Prometheus Node Exporter - Metrics Configuration & Alerting

Updated Dec 17, 20259 min read

Part 2 of 2

In earlier part, Prometheus Node Exporter: Install, Run & Visualize, you set up Prometheus Node Exporter, configured Prometheus to scrape host-level metrics, and verified that your system was emitting and collecting data correctly. While this setup works well for learning and small environments, production systems demand a more deliberate approach.

As infrastructure scales, Node Exporter can quickly become a high-volume, high-cardinality signal source. Running it effectively in production isn’t about collecting every available metric, it’s about reducing noise, focusing on the signals that matter, and turning raw metrics into actionable insights. In this part, we’ll dive into tuning collectors, identifying critical host metrics, exposing custom signals, and configuring alerting rules that reflect real-world operational risks.

Limitations of Default Node Exporter Configurations

Node Exporter enables dozens of collectors by default, exposing hundreds of metrics. While this is great for exploration, it’s rarely ideal in production.

Common issues teams run into:

Metric noise: Unused metrics increase storage and query costs.
Resource overhead: Unnecessary collectors add CPU and I/O overhead on hosts.
Alert fatigue: Alerting on raw metrics without context leads to false positives.
Lack of ownership: Teams collect metrics they don’t know what to do with.

In production, every metric should serve a purpose (dashboards, alerts, or capacity planning). This brings us to the next critical step: Configuring Node Exporter Collectors. By enabling only the collectors you actually need, you ensure that the metrics you ingest are intentional, meaningful, and aligned with real operational goals.

Configuring Node Exporter Collectors

Collectors determine which categories of system metrics Node Exporter exposes, such as CPU, memory, disks, networking, thermal sensors, filesystem stats, etc.

Node Exporter ships numerous collectors, most of which are enabled by default. You can explore the complete list of collectors and the metrics they expose in the Official Node Exporter GitHub repository.

You can control collectors at startup time using flags such as:

-collector.<name>: enable a collector
-no-collector.<name>: disable a default collector
-collector.disable-defaults: start with nothing and enable only what you need

For Example

Enable the processes collector (disabled by default)

./node_exporter --collector.processes

Disable the entropy collector

./node_exporter --no-collector.entropy

Minimal mode: enable only CPU and memory collectors:

./node_exporter \
  --collector.disable-defaults \
  --collector.cpu \
  --collector.meminfo

After configuring collectors, you can verify changes by re-running:

curl http://localhost:9100/metrics

By now, you’ve seen how Node Exporter collectors control which categories of metrics are exposed from a host. Tuning collectors helps reduce noise and overhead, but it still leaves one crucial question unanswered: "Which metrics should you actually care about?"
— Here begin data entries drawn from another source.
pub mod config;
pub mod dedup;
pub mod error;
pub mod storage;
pub mod types;

pub use config::{StoreConfig, SyncConfig, ARTICLES_COLLECTION};
pub use dedup::DedupKey;
pub use error::Error;
pub use storage::{BestEffort, DocumentStore};
pub use types::{ArticleDocument, Document};

pub use error::Result;
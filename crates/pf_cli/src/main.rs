use anyhow::Result;
use clap::Parser;
use pf_sync::{handle_command, init_logging, SyncArgs, SyncCommands};
use tracing::{error, warn};

#[derive(Parser, Debug)]
#[command(name = "pf", author, version, about = "Upload locally generated articles to MongoDB", long_about = None)]
pub struct Cli {
    #[command(flatten)]
    sync: SyncArgs,
    #[command(subcommand)]
    command: Option<SyncCommands>,
}

#[tokio::main]
async fn main() -> Result<()> {
    let dotenv = dotenvy::dotenv();
    let cli = Cli::parse();
    init_logging();

    if let Err(e) = dotenv {
        if !e.not_found() {
            warn!("Failed to load .env: {}", e);
        }
    }

    let config = cli.sync.to_config();
    if let Err(e) = handle_command(cli.command.unwrap_or_default(), config).await {
        error!("Upload failed: {}", e);
        return Err(e.into());
    }

    Ok(())
}
use async_trait::async_trait;
use tracing::debug;

use crate::dedup::DedupKey;
use crate::types::{ArticleDocument, Document};
use crate::Result;

#[async_trait]
pub trait DocumentStore: Send + Sync {
    /// Ensure an ascending index exists on `field`
    async fn ensure_index(&self, field: &str) -> Result<()>;

    /// Find one stored document matching the dedup key
    async fn find_duplicate(&self, key: &DedupKey) -> Result<Option<Document>>;

    /// Insert a new document and return its identifier
    async fn insert(&self, document: &ArticleDocument) -> Result<String>;

    /// Release the underlying connection
    async fn close(&self) -> Result<()>;
}

/// Outcome of an operation whose failure is deliberately discarded.
#[derive(Debug, Clone, PartialEq, Eq)]
pub enum BestEffort {
    Done,
    Skipped,
    Discarded(String),
}

impl BestEffort {
    pub fn from_result<T, E: std::fmt::Display>(result: std::result::Result<T, E>) -> Self {
        match result {
            Ok(_) => Self::Done,
            Err(e) => Self::Discarded(e.to_string()),
        }
    }

    /// Logs a discarded failure at debug level and drops it.
    pub fn discard(self, what: &str) {
        if let Self::Discarded(reason) = self {
            debug!("ignored failure ({}): {}", what, reason);
        }
    }

    pub fn is_done(&self) -> bool {
        matches!(self, Self::Done)
    }
}
use pf_core::dedup::IMAGE_URL_FIELD;
use pf_core::{ArticleDocument, BestEffort, DedupKey, DocumentStore, Result, StoreConfig, SyncConfig};
use std::fmt;
use std::future::Future;
use std::path::{Path, PathBuf};
use std::sync::Arc;
use tracing::{debug, error, info, warn};

use crate::files::{display_name, remove_article_files, scan_articles, ArticleScan};

#[derive(Debug, Clone, Copy, Default, PartialEq, Eq)]
pub struct SyncReport {
    pub inserted: usize,
    pub skipped: usize,
    pub failed: usize,
}

impl SyncReport {
    pub fn processed(&self) -> usize {
        self.inserted + self.skipped + self.failed
    }
}

impl fmt::Display for SyncReport {
    fn fmt(&self, f: &mut fmt::Formatter<'_>) -> fmt::Result {
        write!(
            f,
            "{} inserted, {} skipped, {} failed",
            self.inserted, self.skipped, self.failed
        )
    }
}

#[derive(Debug, Clone, PartialEq, Eq)]
pub enum FileOutcome {
    Inserted { id: String },
    Skipped { reason: &'static str },
}

/// A candidate file and the key it would be deduplicated on.
#[derive(Debug)]
pub struct PendingArticle {
    pub path: PathBuf,
    pub key: Result<DedupKey>,
}

pub struct SyncJob {
    config: SyncConfig,
}

impl SyncJob {
    pub fn new(config: SyncConfig) -> Self {
        Self { config }
    }

    /// Uploads every pending article.
    ///
    /// `connect` is only called once there is something to upload; its failure is the
    /// only error this returns. Per-file failures are logged and counted.
    pub async fn run<F, Fut>(&self, connect: F) -> Result<SyncReport>
    where
        F: FnOnce(StoreConfig) -> Fut,
        Fut: Future<Output = Result<Arc<dyn DocumentStore>>>,
    {
        let Some(files) = self.candidate_files().await? else {
            return Ok(SyncReport::default());
        };

        let store = connect(self.config.store.clone()).await?;
        info!("💾 Connected to document store, {} file(s) to process", files.len());

        let report = sync_files(store.as_ref(), &files).await;
        BestEffort::from_result(store.close().await).discard("closing document store");

        info!("✅ Upload finished: {}", report);
        Ok(report)
    }

    /// Lists pending articles with their dedup keys without touching the store.
    pub async fn pending(&self) -> Result<Vec<PendingArticle>> {
        let Some(files) = self.candidate_files().await? else {
            return Ok(Vec::new());
        };

        let mut pending = Vec::with_capacity(files.len());
        for path in files {
            let key = read_article(&path).await.map(|doc| doc.dedup_key());
            pending.push(PendingArticle { path, key });
        }
        Ok(pending)
    }

    async fn candidate_files(&self) -> Result<Option<Vec<PathBuf>>> {
        let dir = &self.config.articles_dir;
        match scan_articles(dir).await? {
            ArticleScan::Missing => {
                info!("No articles directory found at {}, nothing to upload.", dir.display());
                Ok(None)
            }
            ArticleScan::Empty => {
                info!("No JSON files to upload in {}.", dir.display());
                Ok(None)
            }
            ArticleScan::Files(files) => Ok(Some(files)),
        }
    }
}

/// Processes files one at a time. A failing file never stops the batch.
pub async fn sync_files(store: &dyn DocumentStore, files: &[PathBuf]) -> SyncReport {
    let mut report = SyncReport::default();
    for path in files {
        match sync_file(store, path).await {
            Ok(FileOutcome::Inserted { .. }) => report.inserted += 1,
            Ok(FileOutcome::Skipped { .. }) => report.skipped += 1,
            Err(e) => {
                error!("❌ Failed to process {}: {}", display_name(path), e);
                report.failed += 1;
            }
        }
    }
    report
}

async fn read_article(path: &Path) -> Result<ArticleDocument> {
    let raw = tokio::fs::read_to_string(path).await?;
    ArticleDocument::from_json_str(&raw)
}

pub async fn sync_file(store: &dyn DocumentStore, path: &Path) -> Result<FileOutcome> {
    let name = display_name(path);
    let mut article = read_article(path).await?;
    let key = article.dedup_key();

    BestEffort::from_result(store.ensure_index(IMAGE_URL_FIELD).await)
        .discard("ensuring imageUrl index");

    let existing = match &key {
        DedupKey::ImageUrl(_) => store.find_duplicate(&key).await?,
        DedupKey::TitleAndUrl { .. } => {
            if key.is_unidentified() {
                warn!(
                    "⚠️ {} has no image, title or url; it matches any other article without them",
                    name
                );
            }
            store.find_duplicate(&key).await.unwrap_or_else(|e| {
                debug!("lookup by title+url failed for {}, treating as new: {}", name, e);
                None
            })
        }
    };

    if existing.is_some() {
        let reason = key.match_reason();
        info!("⏭️ Skipped duplicate {} ({})", name, reason);
        remove_article_files(path).await.discard();
        return Ok(FileOutcome::Skipped { reason });
    }

    if let Some(image_url) = key.image_url() {
        article.set_image_url(image_url);
    }
    let id = store.insert(&article).await?;
    info!("🆕 Inserted {} -> _id={}", name, id);
    remove_article_files(path).await.discard();

    Ok(FileOutcome::Inserted { id })
}
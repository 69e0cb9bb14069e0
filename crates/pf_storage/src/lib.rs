use pf_core::{DocumentStore, Result, StoreConfig};
use std::sync::Arc;

pub mod backends;

pub use backends::*;

/// Opens the document store named in `config`.
#[cfg(feature = "mongodb")]
pub async fn connect(config: &StoreConfig) -> Result<Arc<dyn DocumentStore>> {
    let storage = MongoStorage::connect(config).await?;
    Ok(Arc::new(storage))
}

#[cfg(not(feature = "mongodb"))]
pub async fn connect(_config: &StoreConfig) -> Result<Arc<dyn DocumentStore>> {
    Err(pf_core::Error::Config(
        "no document store backend compiled in (enable the `mongodb` feature)".into(),
    ))
}
/// The order the vertices in a triangle (or ring) are listed in
#[derive(Debug, PartialEq, Eq, Clone, Copy, Hash)]
pub enum TriangleWinding {
    Counterclockwise,
    Clockwise,
}

impl TriangleWinding {
    /// The opposite winding
    pub fn reversed(self) -> Self {
        match self {
            Self::Counterclockwise => Self::Clockwise,
            Self::Clockwise => Self::Counterclockwise,
        }
    }
}
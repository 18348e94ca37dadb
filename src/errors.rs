use std::{error, fmt};

use backtrace::Backtrace;

/// An invariant of a triangulation algorithm was broken; indicates a bug rather than bad input.
#[derive(Debug)]
pub struct InternalError {
    pub msg: String,
    pub backtrace: Backtrace,
}

impl InternalError {
    #[cold]
    #[inline(always)]
    pub(crate) fn new(msg: impl Into<String>) -> Self {
        Self {
            msg: msg.into(),
            backtrace: Backtrace::new_unresolved(),
        }
    }
}

impl fmt::Display for InternalError {
    fn fmt(&self, f: &mut fmt::Formatter<'_>) -> fmt::Result {
        write!(f, "{}\n{:?}", self.msg, self.backtrace)
    }
}

impl error::Error for InternalError { }

/// Describes an error raised by the [EarcutKernel](crate::EarcutKernel)
#[derive(Debug)]
#[non_exhaustive]
pub enum KernelError {
    /// The kernel only triangulates planar (2-dimensional) rings
    UnsupportedDimensions(usize),
    /// The outer ring has fewer than 3 vertices
    NotEnoughVertices { ring: usize, count: usize },
    /// A coordinate is NaN or infinite
    NonFiniteCoordinate { ring: usize, vertex: usize },
    /// Two edges of the same ring cross
    SelfIntersecting { ring: usize },
    /// No valid diagonal could be found to continue clipping; the rings are most likely self-intersecting
    Untriangulable { remaining: usize },
    /// A triangulation precondition was violated, or a triangulation bug was encountered.
    InternalError(InternalError),
}

impl KernelError {
    #[inline(always)]
    pub(crate) fn internal(msg: impl Into<String>) -> Self {
        Self::InternalError(InternalError::new(msg))
    }
}

impl fmt::Display for KernelError {
    fn fmt(&self, f: &mut fmt::Formatter<'_>) -> fmt::Result {
        match self {
            Self::UnsupportedDimensions(dimensions) => write!(f, "Rings with {} dimensions are not supported", dimensions),
            Self::NotEnoughVertices { ring, count } => write!(f, "Ring {} only contains {} vertices", ring, count),
            Self::NonFiniteCoordinate { ring, vertex } => write!(f, "Vertex {} of ring {} has a non-finite coordinate", vertex, ring),
            Self::SelfIntersecting { ring } => write!(f, "Ring {} intersects itself", ring),
            Self::Untriangulable { remaining } => write!(f, "Unable to triangulate the remaining {} vertices", remaining),
            Self::InternalError(error) => fmt::Display::fmt(error, f),
        }
    }
}

impl error::Error for KernelError {
    fn source(&self) -> Option<&(dyn error::Error + 'static)> {
        match self {
            Self::InternalError(error) => Some(error),
            _ => None,
        }
    }
}

/// Describes an error which occurred during triangulation
#[derive(Debug)]
#[non_exhaustive]
pub enum TriangulationError<KError: error::Error> {
    /// The [Kernel](crate::Kernel) failed. The error is passed through as-is.
    Kernel(KError),
    /// The kernel returned an index count which is not a multiple of 3, and the
    /// [Triangulator](crate::Triangulator) is configured with [PartialTrianglePolicy::Reject](crate::PartialTrianglePolicy::Reject).
    IncompleteTriangle { index_count: usize },
    /// The kernel returned an index beyond the vertices of the rings it was given.
    IndexOutOfRange { index: usize, vertex_count: usize },
    #[cfg(feature = "debugging")]
    SvgOutput(std::io::Error),
}

impl<KError: error::Error> TriangulationError<KError> {
    /// Returns the kernel's error if that is what this is
    pub fn into_kernel_error(self) -> Option<KError> {
        match self {
            Self::Kernel(error) => Some(error),
            _ => None,
        }
    }
}

impl<KError: error::Error> From<KError> for TriangulationError<KError> {
    fn from(e: KError) -> Self {
        Self::Kernel(e)
    }
}

impl<KError: error::Error> fmt::Display for TriangulationError<KError> {
    fn fmt(&self, f: &mut fmt::Formatter<'_>) -> fmt::Result {
        match self {
            Self::Kernel(error) => fmt::Display::fmt(error, f),
            Self::IncompleteTriangle { index_count } => write!(f, "Kernel returned {} indices, which do not form whole triangles", index_count),
            Self::IndexOutOfRange { index, vertex_count } => write!(f, "Kernel returned index {} but only {} vertices exist", index, vertex_count),
            #[cfg(feature = "debugging")]
            Self::SvgOutput(error) => fmt::Display::fmt(error, f),
        }
    }
}

impl<KError: error::Error> error::Error for TriangulationError<KError> {
    fn source(&self) -> Option<&(dyn error::Error + 'static)> {
        match self {
            Self::Kernel(error) => error.source(), // Passing the kernel error itself would force restricting KError to 'static.
            #[cfg(feature = "debugging")]
            Self::SvgOutput(error) => Some(error),
            _ => None,
        }
    }
}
Explore Most Common Node Exporter Metrics

Even with a minimal set of collectors enabled, Node Exporter exposes hundreds of host-level metrics, but only a subset is essential for day-to-day monitoring and alerting. In production, the goal isn’t to understand every metric Node Exporter exposes. The goal is to identify a small, reliable set of signals that helps better understand the host state.

Below are some of the most essential metric families you’ll use when building dashboards or defining alerting rules.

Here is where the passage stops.